The passage of days to that night were a joyful march of projects,
seasonal stories, baking, loving secrets, and the glitter-bright promise of
Advent calendar doors to open every morning.
Having
marked the past four months with chemo infusions, completion of each treatment
was cause for celebration, as sure as opening doors #1, 2, and 3. In My
Grandfather’s Blessings, Rachel Naomi Remen
writes of her grandfather’s belief that, “To be alive was to wait for the will
of God to reveal itself. And one
waited with curiosity. A sense of
adventure.” A sense that the next day, behind the next door, might be…who
knows? A doll? A puppet? New hair? A healthy body? How my wishes have changed!
At
this point, I feel a giddy bubbling inside. I no longer have the chemo countdown, and ahead lies the
return of energy, taste, enjoyment of food, my hair. By January, I should have about a half inch, by March, a
pixie cut. Well, a sparse pixie
cut. By May, my wig – for which I
have been so grateful – will be relieved of duty.
Until
then, there are presents to buy, the tree to decorate, parties to attend, the kids
coming home. So many blessings,
and I awake each day giving thanks for the potential it holds.
Next
year, I am definitely getting an Advent calendar.

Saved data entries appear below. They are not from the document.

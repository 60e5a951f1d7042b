//! # Request and Response Frames
//!
//! Purpose: Pair the fixed header with its extras, key and value sections and
//! provide incremental decoding over a growing buffer.
//!
//! ## Usage Notes
//!
//! - `RequestFrame::encode` validates key length and body size before writing
//!   anything, so a failed encode leaves the output buffer untouched.
//! - `ResponseFrame::decode` follows the `Ok(None)` = "need more bytes"
//!   convention so stream readers can call it after every read.
//! - Body sections are `Bytes` slices of one allocation (no per-field copies).

use bytes::{Buf, Bytes, BytesMut};

use crate::error::{ProtocolError, ProtocolResult};
use crate::header::{RequestHeader, ResponseHeader, HEADER_LEN};
use crate::opcode::Opcode;
use crate::status::Status;

/// Maximum key length accepted by servers.
pub const MAX_KEY_LENGTH: usize = 250;

/// One request message.
#[derive(Debug, Clone, PartialEq, Eq)]
pub struct RequestFrame {
    pub opcode: Opcode,
    pub vbucket: u16,
    pub opaque: u32,
    pub cas: u64,
    pub extras: Bytes,
    pub key: Bytes,
    pub value: Bytes,
}

impl RequestFrame {
    /// Builds a frame with no extras, key or value.
    pub fn new(opcode: Opcode, opaque: u32) -> Self {
        RequestFrame {
            opcode,
            vbucket: 0,
            opaque,
            cas: 0,
            extras: Bytes::new(),
            key: Bytes::new(),
            value: Bytes::new(),
        }
    }

    pub fn with_key(mut self, key: impl Into<Bytes>) -> Self {
        self.key = key.into();
        self
    }

    pub fn with_extras(mut self, extras: impl Into<Bytes>) -> Self {
        self.extras = extras.into();
        self
    }

    pub fn with_value(mut self, value: impl Into<Bytes>) -> Self {
        self.value = value.into();
        self
    }

    pub fn with_cas(mut self, cas: u64) -> Self {
        self.cas = cas;
        self
    }

    pub fn with_vbucket(mut self, vbucket: u16) -> Self {
        self.vbucket = vbucket;
        self
    }

    /// Total body length (extras + key + value).
    pub fn body_len(&self) -> usize {
        self.extras.len() + self.key.len() + self.value.len()
    }

    /// Validates and appends the encoded frame to `out`.
    pub fn encode(&self, out: &mut BytesMut) -> ProtocolResult<()> {
        let header = self.header()?;
        out.reserve(HEADER_LEN + self.body_len());
        header.encode(out);
        out.extend_from_slice(&self.extras);
        out.extend_from_slice(&self.key);
        out.extend_from_slice(&self.value);
        Ok(())
    }

    fn header(&self) -> ProtocolResult<RequestHeader> {
        if self.key.len() > MAX_KEY_LENGTH {
            return Err(ProtocolError::KeyTooLong(self.key.len()));
        }
        let body_len = self.body_len();
        if body_len > u32::MAX as usize || self.extras.len() > u8::MAX as usize {
            return Err(ProtocolError::BodyTooLong(body_len));
        }
        Ok(RequestHeader {
            opcode: self.opcode,
            key_len: self.key.len() as u16,
            extras_len: self.extras.len() as u8,
            vbucket: self.vbucket,
            body_len: body_len as u32,
            opaque: self.opaque,
            cas: self.cas,
        })
    }

    /// Decodes one request from the front of `buf`.
    ///
    /// Returns `Ok(None)` when the buffer does not yet hold a full frame.
    pub fn decode(buf: &mut BytesMut) -> ProtocolResult<Option<Self>> {
        if buf.len() < HEADER_LEN {
            return Ok(None);
        }
        let header = RequestHeader::decode(&buf[..HEADER_LEN])?;
        let total = HEADER_LEN + header.body_len as usize;
        if buf.len() < total {
            return Ok(None);
        }

        buf.advance(HEADER_LEN);
        let mut body = buf.split_to(header.body_len as usize).freeze();
        let extras = body.split_to(header.extras_len as usize);
        let key = body.split_to(header.key_len as usize);
        Ok(Some(RequestFrame {
            opcode: header.opcode,
            vbucket: header.vbucket,
            opaque: header.opaque,
            cas: header.cas,
            extras,
            key,
            value: body,
        }))
    }
}

/// One response message.
#[derive(Debug, Clone, PartialEq, Eq)]
pub struct ResponseFrame {
    pub header: ResponseHeader,
    pub extras: Bytes,
    pub key: Bytes,
    pub value: Bytes,
}

impl ResponseFrame {
    /// Splits a body read for `header` into its sections.
    pub fn from_parts(header: ResponseHeader, mut body: Bytes) -> ProtocolResult<Self> {
        if body.len() != header.body_len as usize {
            return Err(ProtocolError::Truncated {
                needed: header.body_len as usize,
                available: body.len(),
            });
        }
        let extras = body.split_to(header.extras_len as usize);
        let key = body.split_to(header.key_len as usize);
        Ok(ResponseFrame {
            header,
            extras,
            key,
            value: body,
        })
    }

    /// Decodes one response from the front of `buf`.
    ///
    /// Returns `Ok(None)` when the buffer does not yet hold a full frame.
    pub fn decode(buf: &mut BytesMut) -> ProtocolResult<Option<Self>> {
        Self::decode_bounded(buf, u32::MAX as usize)
    }

    /// Like `decode`, but rejects a header announcing more than `max_body`
    /// body bytes before any of the body is buffered.
    pub fn decode_bounded(buf: &mut BytesMut, max_body: usize) -> ProtocolResult<Option<Self>> {
        if buf.len() < HEADER_LEN {
            return Ok(None);
        }
        let header = ResponseHeader::decode(&buf[..HEADER_LEN])?;
        header.check_body(max_body)?;
        let total = HEADER_LEN + header.body_len as usize;
        if buf.len() < total {
            return Ok(None);
        }
        buf.advance(HEADER_LEN);
        let body = buf.split_to(header.body_len as usize).freeze();
        Self::from_parts(header, body).map(Some)
    }

    /// Builds a response answering `request`. Used by test servers.
    pub fn reply(request: &RequestFrame, status: u16) -> Self {
        ResponseFrame {
            header: ResponseHeader {
                opcode: request.opcode.as_u8(),
                key_len: 0,
                extras_len: 0,
                status,
                body_len: 0,
                opaque: request.opaque,
                cas: 0,
            },
            extras: Bytes::new(),
            key: Bytes::new(),
            value: Bytes::new(),
        }
    }

    pub fn with_cas(mut self, cas: u64) -> Self {
        self.header.cas = cas;
        self
    }

    pub fn with_body(mut self, extras: Bytes, key: Bytes, value: Bytes) -> Self {
        self.header.extras_len = extras.len() as u8;
        self.header.key_len = key.len() as u16;
        self.header.body_len = (extras.len() + key.len() + value.len()) as u32;
        self.extras = extras;
        self.key = key;
        self.value = value;
        self
    }

    /// Appends the encoded response to `out`. Used by test servers.
    pub fn encode(&self, out: &mut BytesMut) {
        self.header.encode(out);
        out.extend_from_slice(&self.extras);
        out.extend_from_slice(&self.key);
        out.extend_from_slice(&self.value);
    }

    #[inline]
    pub fn status(&self) -> Status {
        Status::from_wire(self.header.status)
    }

    #[inline]
    pub fn opaque(&self) -> u32 {
        self.header.opaque
    }

    #[inline]
    pub fn cas(&self) -> u64 {
        self.header.cas
    }

    /// Value interpreted as UTF-8 text (server error messages, versions).
    pub fn value_text(&self) -> String {
        String::from_utf8_lossy(&self.value).into_owned()
    }

    /// Checks that this response answers `request`.
    pub fn ensure_answers(&self, request: &RequestFrame) -> ProtocolResult<()> {
        if self.header.opaque != request.opaque {
            return Err(ProtocolError::OpaqueMismatch {
                sent: request.opaque,
                received: self.header.opaque,
            });
        }
        if self.header.opcode != request.opcode.as_u8() {
            return Err(ProtocolError::OpcodeMismatch {
                sent: request.opcode,
                received: self.header.opcode,
            });
        }
        Ok(())
    }
}

#[cfg(test)]
mod tests {
    use super::*;

    #[test]
    fn encodes_sections_in_order() {
        let frame = RequestFrame::new(Opcode::Set, 9)
            .with_extras(vec![0, 0, 0, 1, 0, 0, 0, 0])
            .with_key(&b"k"[..])
            .with_value(&b"val"[..])
            .with_cas(5);
        let mut buf = BytesMut::new();
        frame.encode(&mut buf).unwrap();

        assert_eq!(buf.len(), HEADER_LEN + 12);
        assert_eq!(&buf[8..12], &12u32.to_be_bytes());
        assert_eq!(&buf[HEADER_LEN..HEADER_LEN + 8], &[0, 0, 0, 1, 0, 0, 0, 0]);
        assert_eq!(&buf[HEADER_LEN + 8..], b"kval");

        let decoded = RequestFrame::decode(&mut buf).unwrap().unwrap();
        assert_eq!(decoded, frame);
        assert!(buf.is_empty());
    }

    #[test]
    fn rejects_long_key_without_writing() {
        let frame = RequestFrame::new(Opcode::Get, 1).with_key(vec![b'a'; MAX_KEY_LENGTH + 1]);
        let mut buf = BytesMut::new();
        assert_eq!(
            frame.encode(&mut buf),
            Err(ProtocolError::KeyTooLong(MAX_KEY_LENGTH + 1))
        );
        assert!(buf.is_empty());
    }

    #[test]
    fn incremental_response_decode() {
        let request = RequestFrame::new(Opcode::Get, 77).with_key(&b"alpha"[..]);
        let response = ResponseFrame::reply(&request, 0).with_cas(3).with_body(
            Bytes::from_static(&[0, 0, 0, 2]),
            Bytes::new(),
            Bytes::from_static(b"hello"),
        );
        let mut wire = BytesMut::new();
        response.encode(&mut wire);

        let mut partial = BytesMut::from(&wire[..HEADER_LEN + 2]);
        assert_eq!(ResponseFrame::decode(&mut partial).unwrap(), None);

        let decoded = ResponseFrame::decode(&mut wire).unwrap().unwrap();
        assert_eq!(decoded.status(), Status::NoError);
        assert_eq!(decoded.cas(), 3);
        assert_eq!(&decoded.extras[..], &[0, 0, 0, 2]);
        assert_eq!(&decoded.value[..], b"hello");
        assert!(decoded.ensure_answers(&request).is_ok());
    }

    #[test]
    fn bounded_decode_rejects_oversized_body_early() {
        let request = RequestFrame::new(Opcode::Get, 9);
        let response = ResponseFrame::reply(&request, 0).with_body(
            Bytes::new(),
            Bytes::new(),
            Bytes::from(vec![b'x'; 64]),
        );
        let mut wire = BytesMut::new();
        response.encode(&mut wire);

        let mut header_only = BytesMut::from(&wire[..HEADER_LEN]);
        assert_eq!(
            ResponseFrame::decode_bounded(&mut header_only, 32),
            Err(ProtocolError::ResponseTooLarge { body: 64, limit: 32 })
        );
        assert!(ResponseFrame::decode_bounded(&mut wire, 64).unwrap().is_some());
    }

    #[test]
    fn detects_foreign_response() {
        let request = RequestFrame::new(Opcode::Get, 1);
        let other = RequestFrame::new(Opcode::Get, 2);
        let response = ResponseFrame::reply(&other, 0);
        assert_eq!(
            response.ensure_answers(&request),
            Err(ProtocolError::OpaqueMismatch {
                sent: 1,
                received: 2
            })
        );
    }
}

* Yet another note: This year, I have one, and it's a beauty!
6 comments:
What a joyous way to enter the Christmas season...reading this post! Your Weekapaug friend, David
Speaking as one who never had an Advent calendar or Christmas tree but was blessed with being included in festivities, your latest piece is incredibly poignant to me. Always loved and enjoyed the Christmas season and all the joy, hope and happy that comes with it. Not the insanity of Black Friday but the gleeful anticipation, the smell of the trees, the colors and flavors. You, dear Lea, brought it all in. You landed us in a plane of joyous hopefulness on the head of the pin of happy memory. What an exquisite skill you have. May we never lose the wonderment that is Christmas, ever.
Lea wonderful to read your blogs....saw Anne Brophy at the retinal doc today....we all keep at it! Judy Schalick
Lea, Good for you writing a book about cancer and chemo. I kept a diary -- sort of -- and I revisit it occasionally and feel grateful all over again. What an amazing world we live in. I am glad that you are ok and that you have a beautiful calendar for this year.
How precious life grows as we get older. You have so much to be thankful for and its wonderful to see how none of it escapes you.
Very powerful writing. So full of hope. It was a pleaseure to read thank you.